- "Typhoid" Mary Mallon
- 26 year(s)
- United States (North Brother Island)
The longest period of enforced isolation for an asymptomatic disease carrier is 26 years, served by "Typhoid" Mary Mallon (USA, b. IRE) on North Brother Island, New York, USA, between 1907 and 1938 (one stretch from 1907–10, then another from 1915–38).
Mary Mallon was employed as a cook in Long Island, New York in 1906. She was a "healthy carrier" of the infectious disease typhoid, Salmonella typhi, and denied being ill.
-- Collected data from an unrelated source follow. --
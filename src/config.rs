//! Configuration for the signing service.
//!
//! Settings come from three layers, later ones winning: built-in defaults,
//! an optional JSON file, and `SEALER_*` environment variables.
//!
//! ```
//! use pdf_sealer::config::SealerConfig;
//!
//! let config = SealerConfig::new().with_workers(8).with_signed_prefix("sealed/");
//! assert!(config.validate().is_ok());
//! assert_eq!(config.signed_key("doc-1"), "sealed/doc-1");
//! ```

use crate::error::{Error, Result};
use crate::signatures::{IdentityIssuer, IdentitySource, SignOptions, SignerIdentity, MAX_SIGNATURE_RESERVE};
use crate::stamp::StampConfig;
use serde::{Deserialize, Serialize};
use std::path::{Path, PathBuf};
use std::sync::Arc;
use std::time::Duration;

/// Signing service configuration.
#[derive(Debug, Clone, PartialEq, Serialize, Deserialize)]
#[serde(default)]
pub struct SealerConfig {
    /// Root directory of the filesystem document store
    pub store_dir: PathBuf,

    /// Number of concurrent signing workers
    pub workers: usize,

    /// Upper bound for one store get or put, in seconds
    pub store_timeout_secs: u64,

    /// Prefix of the signed artifact key
    pub signed_prefix: String,

    /// Also store the stamped, unsigned artifact
    pub store_stamped: bool,

    /// Prefix of the stamped artifact key
    pub stamped_prefix: String,

    /// Deliveries of one message before it is dead-lettered
    pub max_deliveries: u32,

    /// PEM private key of the long-lived signer identity
    pub key_path: Option<PathBuf>,

    /// PEM certificate chain of the long-lived signer identity
    pub cert_path: Option<PathBuf>,

    /// Organization of per-job identities when no key is configured
    pub organization: Option<String>,

    /// Stamp placement and styling
    pub stamp: StampConfig,

    /// Signature dictionary options and placeholder reserve
    pub signing: SignOptions,
}

impl Default for SealerConfig {
    fn default() -> Self {
        Self::new()
    }
}

impl SealerConfig {
    /// Create new configuration with defaults.
    pub fn new() -> Self {
        Self {
            store_dir: PathBuf::from("documents"),
            workers: 4,
            store_timeout_secs: 30,
            signed_prefix: "signed_".to_string(),
            store_stamped: false,
            stamped_prefix: "stamped_".to_string(),
            max_deliveries: 5,
            key_path: None,
            cert_path: None,
            organization: Some("SecureSign".to_string()),
            stamp: StampConfig::default(),
            signing: SignOptions::default(),
        }
    }

    /// Parse a JSON document; missing fields keep their defaults.
    pub fn from_json(json: &str) -> Result<Self> {
        Ok(serde_json::from_str(json)?)
    }

    /// Read a JSON configuration file.
    pub fn from_file(path: impl AsRef<Path>) -> Result<Self> {
        let path = path.as_ref();
        let json = std::fs::read_to_string(path)
            .map_err(|e| Error::Config(format!("cannot read {}: {}", path.display(), e)))?;
        Self::from_json(&json)
    }

    /// Apply `SEALER_*` variables from the process environment.
    pub fn with_env_overrides(self) -> Result<Self> {
        self.with_overrides(|name| std::env::var(name).ok())
    }

    /// Apply `SEALER_*` overrides from an arbitrary lookup.
    pub fn with_overrides(mut self, lookup: impl Fn(&str) -> Option<String>) -> Result<Self> {
        if let Some(dir) = lookup("SEALER_STORE_DIR") {
            self.store_dir = PathBuf::from(dir);
        }
        if let Some(workers) = lookup("SEALER_WORKERS") {
            self.workers = parse_var("SEALER_WORKERS", &workers)?;
        }
        if let Some(path) = lookup("SEALER_KEY_PATH") {
            self.key_path = Some(PathBuf::from(path));
        }
        if let Some(path) = lookup("SEALER_CERT_PATH") {
            self.cert_path = Some(PathBuf::from(path));
        }
        if let Some(prefix) = lookup("SEALER_SIGNED_PREFIX") {
            self.signed_prefix = prefix;
        }
        if let Some(secs) = lookup("SEALER_STORE_TIMEOUT_SECS") {
            self.store_timeout_secs = parse_var("SEALER_STORE_TIMEOUT_SECS", &secs)?;
        }
        if let Some(reserve) = lookup("SEALER_SIGNATURE_RESERVE") {
            self.signing.signature_reserve = parse_var("SEALER_SIGNATURE_RESERVE", &reserve)?;
        }
        Ok(self)
    }

    /// Set the store directory.
    pub fn with_store_dir(mut self, dir: impl Into<PathBuf>) -> Self {
        self.store_dir = dir.into();
        self
    }

    /// Set the worker count.
    pub fn with_workers(mut self, workers: usize) -> Self {
        self.workers = workers;
        self
    }

    /// Set the store I/O timeout.
    pub fn with_store_timeout_secs(mut self, secs: u64) -> Self {
        self.store_timeout_secs = secs;
        self
    }

    /// Set the signed artifact prefix.
    pub fn with_signed_prefix(mut self, prefix: impl Into<String>) -> Self {
        self.signed_prefix = prefix.into();
        self
    }

    /// Store the stamped artifact as well.
    pub fn with_store_stamped(mut self, enable: bool) -> Self {
        self.store_stamped = enable;
        self
    }

    /// Use a long-lived identity from PEM files.
    pub fn with_identity_files(mut self, key_path: impl Into<PathBuf>, cert_path: impl Into<PathBuf>) -> Self {
        self.key_path = Some(key_path.into());
        self.cert_path = Some(cert_path.into());
        self
    }

    /// Set the stamp configuration.
    pub fn with_stamp(mut self, stamp: StampConfig) -> Self {
        self.stamp = stamp;
        self
    }

    /// Set the signing options.
    pub fn with_signing(mut self, signing: SignOptions) -> Self {
        self.signing = signing;
        self
    }

    /// Reject settings the pipeline cannot run with.
    pub fn validate(&self) -> Result<()> {
        if self.workers == 0 {
            return Err(Error::Config("workers must be at least 1".to_string()));
        }
        if self.signing.signature_reserve == 0 {
            return Err(Error::Config("signature_reserve must be positive".to_string()));
        }
        if self.signing.signature_reserve > MAX_SIGNATURE_RESERVE {
            return Err(Error::Config(format!(
                "signature_reserve must not exceed {} bytes",
                MAX_SIGNATURE_RESERVE
            )));
        }
        if self.signed_prefix.is_empty() {
            return Err(Error::Config(
                "signed_prefix must not be empty, signed artifacts would overwrite originals".to_string(),
            ));
        }
        if self.store_stamped && (self.stamped_prefix.is_empty() || self.stamped_prefix == self.signed_prefix) {
            return Err(Error::Config(
                "stamped_prefix must be non-empty and differ from signed_prefix".to_string(),
            ));
        }
        if self.store_timeout_secs == 0 {
            return Err(Error::Config("store_timeout_secs must be positive".to_string()));
        }
        if self.max_deliveries == 0 {
            return Err(Error::Config("max_deliveries must be at least 1".to_string()));
        }
        if self.key_path.is_some() != self.cert_path.is_some() {
            return Err(Error::Config("key_path and cert_path must be set together".to_string()));
        }
        Ok(())
    }

    /// Store I/O timeout.
    pub fn store_timeout(&self) -> Duration {
        Duration::from_secs(self.store_timeout_secs)
    }

    /// Key of the signed artifact for a job.
    pub fn signed_key(&self, document_key: &str) -> String {
        format!("{}{}", self.signed_prefix, document_key)
    }

    /// Key of the stamped artifact for a job.
    pub fn stamped_key(&self, document_key: &str) -> String {
        format!("{}{}", self.stamped_prefix, document_key)
    }

    /// Build the identity source: the configured key pair when present,
    /// otherwise per-job self-signed identities.
    pub fn identity_source(&self) -> Result<IdentitySource> {
        match (&self.key_path, &self.cert_path) {
            (Some(key), Some(cert)) => {
                let identity = SignerIdentity::from_pem_files(key, cert)?;
                log::info!(
                    "Loaded signer identity '{}'",
                    identity.subject().unwrap_or_default()
                );
                Ok(IdentitySource::Static(Arc::new(identity)))
            },
            _ => {
                log::warn!(
                    "No signer key configured; issuing a self-signed certificate per job. \
                     Verifiers will not trust these signatures."
                );
                Ok(IdentitySource::Ephemeral(
                    IdentityIssuer::new().with_organization(self.organization.clone()),
                ))
            },
        }
    }
}

fn parse_var<T: std::str::FromStr>(name: &str, value: &str) -> Result<T> {
    value
        .trim()
        .parse()
        .map_err(|_| Error::Config(format!("{} has an invalid value '{}'", name, value)))
}

#[cfg(test)]
mod tests {
    use super::*;
    use std::collections::HashMap;

    #[test]
    fn test_defaults_are_valid() {
        let config = SealerConfig::default();
        assert!(config.validate().is_ok());
        assert_eq!(config.signed_key("doc-123"), "signed_doc-123");
        assert_eq!(config.stamped_key("doc-123"), "stamped_doc-123");
        assert_eq!(config.store_timeout(), Duration::from_secs(30));
    }

    #[test]
    fn test_json_keeps_defaults_for_missing_fields() {
        let config = SealerConfig::from_json(r#"{"workers": 2, "signing": {"signature_reserve": 4096}}"#).unwrap();
        assert_eq!(config.workers, 2);
        assert_eq!(config.signing.signature_reserve, 4096);
        assert_eq!(config.signing.reason, "Digital Signature by SecureSign");
        assert_eq!(config.signed_prefix, "signed_");
    }

    #[test]
    fn test_invalid_json() {
        assert!(matches!(SealerConfig::from_json("{workers: }"), Err(Error::Config(_))));
    }

    #[test]
    fn test_overrides() {
        let vars: HashMap<&str, &str> = [
            ("SEALER_WORKERS", "7"),
            ("SEALER_SIGNED_PREFIX", "out/"),
            ("SEALER_SIGNATURE_RESERVE", "1024"),
        ]
        .into_iter()
        .collect();
        let config = SealerConfig::new()
            .with_overrides(|name| vars.get(name).map(|v| v.to_string()))
            .unwrap();
        assert_eq!(config.workers, 7);
        assert_eq!(config.signed_prefix, "out/");
        assert_eq!(config.signing.signature_reserve, 1024);
    }

    #[test]
    fn test_bad_override_value() {
        let result = SealerConfig::new().with_overrides(|name| {
            (name == "SEALER_WORKERS").then(|| "many".to_string())
        });
        assert!(matches!(result, Err(Error::Config(_))));
    }

    #[test]
    fn test_validate_rejects() {
        assert!(SealerConfig::new().with_workers(0).validate().is_err());
        assert!(SealerConfig::new().with_signed_prefix("").validate().is_err());
        let mut config = SealerConfig::new();
        config.signing.signature_reserve = 0;
        assert!(config.validate().is_err());
        let mut config = SealerConfig::new();
        config.signing.signature_reserve = MAX_SIGNATURE_RESERVE;
        assert!(config.validate().is_ok());
        config.signing.signature_reserve = MAX_SIGNATURE_RESERVE + 1;
        assert!(config.validate().is_err());
        let mut config = SealerConfig::new();
        config.key_path = Some(PathBuf::from("key.pem"));
        assert!(config.validate().is_err());
    }

    #[test]
    fn test_ephemeral_source_without_key() {
        let source = SealerConfig::new().identity_source().unwrap();
        assert!(source.is_ephemeral());
    }
}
Mallon worked for a wealthy banker, Charles Henry Warren, and managed to infect more than half of the household with typhoid.
The source of the infection was not obvious at first, and it was not until a sanitary engineer named George Sober was engaged by the Warren family that suspicion fell on Mary Mallon. Sober discovered that Mallon had cooked for eight previous families, seven of whom had experienced cases of typhoid. Mallon did not exhibit any symptoms herself, and appeared healthy.
In 1907, around 3,000 New York residents caught typhoid and Mary Mallon is assumed to have been the origin for that epidemic. Mallon tried to hide from health officials but was later quarantined against her will in Riverside Hospital near New York. Doctors made a number of ineffective attempts to cure her, including with laxatives and brewer’s yeast. Mallon was initially incarcerated for two years, and was briefly freed by a new health commissioner in 1910. However, she continued to infect people and she was soon incarcerated again at Riverside Hospital for the next 23 years until her death in 1938, following a stroke.